Building a Natural Language Question and Answer Search Engine
Building a Natural Language Question and Answer Search Engine

Abstract: 

Using articles published on the NASDAQ website as a data source, a search engine that gives direct answers to naturally phrased questions will be built by attendees. An example query might be, 'What market does FitBit compete in?', and the expected output for this query would be something akin to: 'wearables'.

To accomplish this task, Python and the open-source libraries Whoosh and DeepPavlov will be used as the main tools to build the search engine. Whoosh will be used to build a more traditional text-based search engine, and a pre-trained Deep Learning model from DeepPavlov will be used to perform natural language Q&A with the documents returned by Whoosh.

While covering Whoosh there will be a general discussion of information retrieval and deeper dives into the NLP tasks being performed by Whoosh. These techniques include tokenization, stopword removal, n-grams, stemming, lemmatization, and Named Entity Recognition.

While covering DeepPavlov there will be a discussion of the pre-trained model being used. The pre-trained model of interest was trained on the Stanford Question Answering Dataset (SQuAD) using a Deep Learning model utilizing Bidirectional Encoder Representations from Transformers (BERT). The discussion will be focused on the practical application of the model, and it will not cover how to recreate this model from scratch.
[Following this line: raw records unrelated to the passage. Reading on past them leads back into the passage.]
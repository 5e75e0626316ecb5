//! Read-only boundary to the platform's relational data.
//!
//! The scheduler and processor never see ORM rows; they see pre-joined
//! contact shapes. A broken Allocation→Facilitator→User chain shows up as a
//! `None` contact/email and is skipped by callers, per the batch
//! skip-and-continue policy.

use std::sync::Mutex;

use coursepulse_core::{AllocationId, FacilitatorId};

/// Directory query failure (the backing store, not a missing row).
#[derive(Debug, Clone, thiserror::Error)]
#[error("directory query failed: {0}")]
pub struct DirectoryError(pub String);

/// Resolved name/email pair from a user chain.
#[derive(Debug, Clone, PartialEq, Eq)]
pub struct Contact {
    pub name: String,
    pub email: String,
}

/// An activity log whose reporting week has already passed.
#[derive(Debug, Clone)]
pub struct OverdueLog {
    pub week: u32,
    pub allocation_id: AllocationId,
    /// `None` when the facilitator/user chain does not resolve.
    pub facilitator: Option<Contact>,
}

/// A facilitator with their allocations, for the weekly broadcast.
#[derive(Debug, Clone)]
pub struct FacilitatorContact {
    pub id: FacilitatorId,
    pub name: String,
    /// `None` when the user chain does not resolve.
    pub email: Option<String>,
    pub allocations: Vec<AllocationId>,
}

/// A manager recipient for fan-out notifications.
#[derive(Debug, Clone)]
pub struct ManagerContact {
    pub name: String,
    /// `None` when the user chain does not resolve.
    pub email: Option<String>,
}

/// Read-only queries the notification core needs from the platform store.
pub trait Directory: Send + Sync {
    /// Activity logs with `week < before_week`, joined down to the
    /// facilitator's contact where the chain resolves.
    fn overdue_logs(&self, before_week: u32) -> Result<Vec<OverdueLog>, DirectoryError>;

    /// All facilitators with their allocations.
    fn facilitators(&self) -> Result<Vec<FacilitatorContact>, DirectoryError>;

    /// All managers.
    fn managers(&self) -> Result<Vec<ManagerContact>, DirectoryError>;
}

/// In-memory directory for tests/dev.
#[derive(Debug, Default)]
pub struct InMemoryDirectory {
    logs: Mutex<Vec<OverdueLog>>,
    facilitators: Mutex<Vec<FacilitatorContact>>,
    managers: Mutex<Vec<ManagerContact>>,
}

impl InMemoryDirectory {
    pub fn new() -> Self {
        Self::default()
    }

    pub fn add_log(&self, log: OverdueLog) {
        self.logs.lock().unwrap().push(log);
    }

    pub fn add_facilitator(&self, facilitator: FacilitatorContact) {
        self.facilitators.lock().unwrap().push(facilitator);
    }

    pub fn add_manager(&self, manager: ManagerContact) {
        self.managers.lock().unwrap().push(manager);
    }
}

impl Directory for InMemoryDirectory {
    fn overdue_logs(&self, before_week: u32) -> Result<Vec<OverdueLog>, DirectoryError> {
        Ok(self
            .logs
            .lock()
            .unwrap()
            .iter()
            .filter(|l| l.week < before_week)
            .cloned()
            .collect())
    }

    fn facilitators(&self) -> Result<Vec<FacilitatorContact>, DirectoryError> {
        Ok(self.facilitators.lock().unwrap().clone())
    }

    fn managers(&self) -> Result<Vec<ManagerContact>, DirectoryError> {
        Ok(self.managers.lock().unwrap().clone())
    }
}
//! In-memory mail gateway for tests.

use std::collections::HashSet;
use std::sync::Mutex;

use crate::{MailError, MailGateway};

/// A message captured by [`RecordingMailer`].
#[derive(Debug, Clone, PartialEq, Eq)]
pub struct SentEmail {
    pub to: String,
    pub subject: String,
    pub body: String,
}

/// Records every send in order; can be told to reject specific addresses to
/// exercise failure paths.
#[derive(Debug, Default)]
pub struct RecordingMailer {
    sent: Mutex<Vec<SentEmail>>,
    rejected: Mutex<HashSet<String>>,
}

impl RecordingMailer {
    pub fn new() -> Self {
        Self::default()
    }

    /// Make every future send to `address` fail with a transport error.
    pub fn reject(&self, address: impl Into<String>) {
        self.rejected.lock().unwrap().insert(address.into());
    }

    /// All captured messages, in send order.
    pub fn sent(&self) -> Vec<SentEmail> {
        self.sent.lock().unwrap().clone()
    }

    /// Captured messages addressed to `to`, in send order.
    pub fn sent_to(&self, to: &str) -> Vec<SentEmail> {
        self.sent().into_iter().filter(|m| m.to == to).collect()
    }
}

impl MailGateway for RecordingMailer {
    fn send(&self, to: &str, subject: &str, body: &str) -> Result<(), MailError> {
        if self.rejected.lock().unwrap().contains(to) {
            return Err(MailError::Transport(format!("rejected by test: {to}")));
        }
        self.sent.lock().unwrap().push(SentEmail {
            to: to.to_string(),
            subject: subject.to_string(),
            body: body.to_string(),
        });
        Ok(())
    }
}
Each step of this search engine build process will have coding exercises to help attendees internalize the information presented. All data and Python code used for the training session will be open-sourced and available on GitHub to be used as a reference for both live and remote attendees.

Bio: 

Adam Spannbauer is a machine learning engineer at Eastman Chemical Company in East Tennessee. His work history has a focus on NLP projects using open source tools such as Python, R, and Shiny. Adam has instructor experience through his DataCamp course: "Software Engineering for Data Scientists in Python.” Outside of work, Adam stays active in the open source community on GitHub, mostly working on side-projects involving computer vision. He holds degrees from Maryville College and the University of Tennessee.